Il commesso. Magari non ti realizza, ma il gruzzoletto di soldi è assicurato. Quando
a 20 anni si potrebbe rischiare qualcosina in più, tentare di giocarsi la
fantasia, rivestirsi di qualche sfida. Buttarsi in un’impresa. E, magari, al
posto delle vacanze, finchè sei giovane, andresti all’estero a studiare, a
imparare, a conoscere. A sudare per poi applicare. E far sognare. Forse è vero
che la necessità a volte trasforma in virtù pure ciò che non vorresti, ma
troppi giovani oggi non sanno più sognare.
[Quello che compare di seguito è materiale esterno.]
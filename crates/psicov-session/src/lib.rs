//! # psicov-session
//!
//! Client-side session core for the PsicoVirtuale dashboard: a session
//! store holding the current identity/session pair plus readiness flags,
//! and an auth synchronizer that keeps the store consistent with the
//! identity provider's pushed events.
//!
//! ## Components
//!
//! - **Session store** ([`SessionStore`]): single source of truth for "who
//!   is signed in, with what session, and is that answer ready yet";
//!   observable through a watch channel, optionally persisted across
//!   restarts via an advisory cache.
//! - **Auth synchronizer** ([`AuthSynchronizer`]): background task that
//!   turns provider-pushed auth events into full state refreshes and forces
//!   navigation to the login entry point on sign-out.
//! - **Ports**: [`IdentityProvider`] (session query + event stream),
//!   [`SessionCache`] (advisory persistence), [`Navigator`] (navigation
//!   capability of the hosting application).
//!
//! ## Example
//!
//! ```rust,ignore
//! use psicov_session::{AuthSynchronizer, ConfigPaths, FileSessionCache, SessionStore};
//! use std::sync::Arc;
//!
//! let paths = ConfigPaths::new()?;
//! let cache = Arc::new(FileSessionCache::new(&paths)?);
//! let store = Arc::new(SessionStore::with_cache(provider, cache));
//!
//! let sync = AuthSynchronizer::mount(Arc::clone(&store), navigator);
//! // ... application shell runs, consumers watch store.subscribe() ...
//! sync.unmount().await;
//! ```

pub mod cache;
pub mod config;
pub mod error;
pub mod events;
pub mod models;
pub mod navigator;
pub mod provider;
pub mod store;
pub mod sync;

pub use cache::{CachedAuth, FileSessionCache, MemorySessionCache, SessionCache};
pub use config::ConfigPaths;
pub use error::{SessionError, SessionResult};
pub use events::{AuthEvent, AuthEventBus, AuthEvents};
pub use models::{AuthSession, Identity, UserRole};
pub use navigator::{Navigator, LOGIN_PATH};
pub use provider::{IdentityProvider, ProviderError};
pub use store::{SessionState, SessionStore};
pub use sync::{AuthSynchronizer, SyncHandle};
Non vogliono sognare, si rifiutano
di immaginare un futuro diverso. Li trovi spenti da giovani, a spingere un
carrello pur di non stare chini sui libri ed accendere il cervello. Chi da
giovane non sfrutta le possibilità che il cervello mette a disposizione, sarà
come i vacanzieri del tempo di Leonardo Da Vinci: rimarrà un perfetto anonimo
per la storia. Certo: sfoggerà tintarelle, creme abbronzanti, Suv da capogiro
ma nella testa rimarrà un precario a vita. Cioè un non-acceso. Un accontentato.
Un’occasione
persa. Che meraviglia, al contrario, la testardaggine di certi ragazzi/e nel
pieno della giovinezza: li vedi gareggiare nelle biblioteche per accendere
l’idea più immaginativa, li vedi salpare d’estate per andare a studiare,
l’incroci coi libri di giorno, a lavare i piatti la sera, ripassare all’alba.
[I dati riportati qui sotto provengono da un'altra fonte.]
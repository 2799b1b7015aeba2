//! Common test utilities for psicov-session integration tests.
//!
//! Provides a scripted identity provider whose per-call settlement can be
//! gated (for deterministic interleavings), a navigator that records
//! navigation commands, and session fixtures.

#![allow(dead_code)]

use async_trait::async_trait;
use chrono::Utc;
use psicov_session::{
    AuthEvent, AuthEventBus, AuthEvents, AuthSession, Identity, IdentityProvider, Navigator,
    ProviderError, SessionState, UserRole,
};
use std::collections::VecDeque;
use std::sync::atomic::{AtomicUsize, Ordering};
use std::sync::{Arc, Mutex};
use std::time::Duration;
use tokio::sync::{oneshot, watch};
use uuid::Uuid;

// ---------------------------------------------------------------------------
// Fixtures
// ---------------------------------------------------------------------------

/// Build a principal with the given email and role.
pub fn identity(email: &str, role: UserRole) -> Identity {
    Identity {
        id: Uuid::new_v4(),
        email: email.to_string(),
        first_name: None,
        last_name: None,
        role,
        created_at: Utc::now(),
    }
}

/// Build a live session for the given principal.
pub fn session_for(email: &str, role: UserRole) -> AuthSession {
    AuthSession {
        access_token: format!("access-{email}"),
        token_type: "bearer".to_string(),
        refresh_token: format!("refresh-{email}"),
        expires_at: Utc::now() + chrono::Duration::hours(1),
        identity: identity(email, role),
    }
}

// ---------------------------------------------------------------------------
// ScriptedProvider - scripted session queries with optional gates
// ---------------------------------------------------------------------------

type SessionAnswer = Result<Option<AuthSession>, ProviderError>;

struct ScriptedCall {
    gate: Option<oneshot::Receiver<()>>,
    answer: SessionAnswer,
}

/// Identity provider whose `current_session` answers come from a script.
///
/// Each scripted answer may carry a gate; a gated call does not settle until
/// the test releases the gate, which makes overlapping-query interleavings
/// deterministic.
pub struct ScriptedProvider {
    calls: Mutex<VecDeque<ScriptedCall>>,
    bus: AuthEventBus,
    query_count: AtomicUsize,
}

impl ScriptedProvider {
    pub fn new() -> Arc<Self> {
        Arc::new(Self {
            calls: Mutex::new(VecDeque::new()),
            bus: AuthEventBus::new(),
            query_count: AtomicUsize::new(0),
        })
    }

    /// Script an immediate answer of a live session.
    pub fn answer_session(&self, session: AuthSession) {
        self.push(None, Ok(Some(session)));
    }

    /// Script an immediate answer of "no live session".
    pub fn answer_none(&self) {
        self.push(None, Ok(None));
    }

    /// Script an immediate failure.
    pub fn answer_error(&self, err: ProviderError) {
        self.push(None, Err(err));
    }

    /// Script a live-session answer that settles only when the returned
    /// sender is triggered.
    pub fn answer_session_gated(&self, session: AuthSession) -> oneshot::Sender<()> {
        let (tx, rx) = oneshot::channel();
        self.push(Some(rx), Ok(Some(session)));
        tx
    }

    /// Script a "no live session" answer behind a gate.
    pub fn answer_none_gated(&self) -> oneshot::Sender<()> {
        let (tx, rx) = oneshot::channel();
        self.push(Some(rx), Ok(None));
        tx
    }

    /// Push an auth event to every subscriber.
    pub fn emit(&self, event: AuthEvent) {
        self.bus.emit(event);
    }

    /// Number of `current_session` calls issued so far (counted at call
    /// start, before any gate).
    pub fn query_count(&self) -> usize {
        self.query_count.load(Ordering::SeqCst)
    }

    /// Number of live event subscriptions.
    pub fn subscriber_count(&self) -> usize {
        self.bus.subscriber_count()
    }

    fn push(&self, gate: Option<oneshot::Receiver<()>>, answer: SessionAnswer) {
        self.calls
            .lock()
            .unwrap()
            .push_back(ScriptedCall { gate, answer });
    }
}

#[async_trait]
impl IdentityProvider for ScriptedProvider {
    async fn current_session(&self) -> SessionAnswer {
        let call = self
            .calls
            .lock()
            .unwrap()
            .pop_front()
            .expect("no scripted answer left for current_session");
        self.query_count.fetch_add(1, Ordering::SeqCst);

        if let Some(gate) = call.gate {
            // A dropped gate releases the call, so teardown never hangs.
            let _ = gate.await;
        }
        call.answer
    }

    fn subscribe(&self) -> AuthEvents {
        self.bus.subscribe()
    }
}

// ---------------------------------------------------------------------------
// RecordingNavigator - captures navigation commands
// ---------------------------------------------------------------------------

/// Navigator that records every navigation command it receives.
#[derive(Default)]
pub struct RecordingNavigator {
    paths: Mutex<Vec<String>>,
}

impl RecordingNavigator {
    pub fn new() -> Arc<Self> {
        Arc::new(Self::default())
    }

    /// All recorded target paths, in order.
    pub fn paths(&self) -> Vec<String> {
        self.paths.lock().unwrap().clone()
    }

    /// Number of navigation commands received.
    pub fn navigation_count(&self) -> usize {
        self.paths.lock().unwrap().len()
    }
}

impl Navigator for RecordingNavigator {
    fn navigate(&self, path: &str) {
        self.paths.lock().unwrap().push(path.to_string());
    }
}

// ---------------------------------------------------------------------------
// Helpers
// ---------------------------------------------------------------------------

/// Wait until the watched session state satisfies `pred`, with a safety
/// timeout, and return a snapshot of it.
pub async fn wait_for_state(
    rx: &mut watch::Receiver<SessionState>,
    pred: impl FnMut(&SessionState) -> bool,
) -> SessionState {
    tokio::time::timeout(Duration::from_secs(2), rx.wait_for(pred))
        .await
        .expect("timed out waiting for session state")
        .expect("session store dropped")
        .clone()
}

/// Poll `cond` until it holds, with a safety timeout.
pub async fn wait_until(what: &str, cond: impl Fn() -> bool) {
    let poll = async {
        while !cond() {
            tokio::time::sleep(Duration::from_millis(2)).await;
        }
    };
    if tokio::time::timeout(Duration::from_secs(2), poll).await.is_err() {
        panic!("timed out waiting until {what}");
    }
}

/// Install a test subscriber once so RUST_LOG shows store activity.
pub fn init_tracing() {
    let _ = tracing_subscriber::fmt()
        .with_env_filter(tracing_subscriber::EnvFilter::from_default_env())
        .with_test_writer()
        .try_init();
}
Distrutti la notte dalla stanchezza. Ma t’emozionano: perché intuisci che il
precariato, se sei giovane, è una malattia che scegli di sposare. Gli
ombrelloni ai tempi di Da Vinci oggi sono i bar e i bicchieri di vino, gli
spuntini e i tramezzini, le ore buttate nella vasca del centro e la noia
portata a spasso. Fidanzamenti fasulli e precoci che cancellano il dovere
faticoso della giovinezza. Per questo il precariato, se sei giovane, non è un
destino: è una scelta.
C’è "tutta la vita davanti" – recita il
titolo di un film sul precariato -. Ma come sarà la vita dipende da noi: da
precari, da mediani o da fuoriclasse.
Un
aperitivo in meno nello stomaco e un pensiero in più nell’anima potrebbero
trasformare in sorriso 8 ore al giorno: le ore lavorative.
Il resto
sarà figlio di quel precariato rigettato!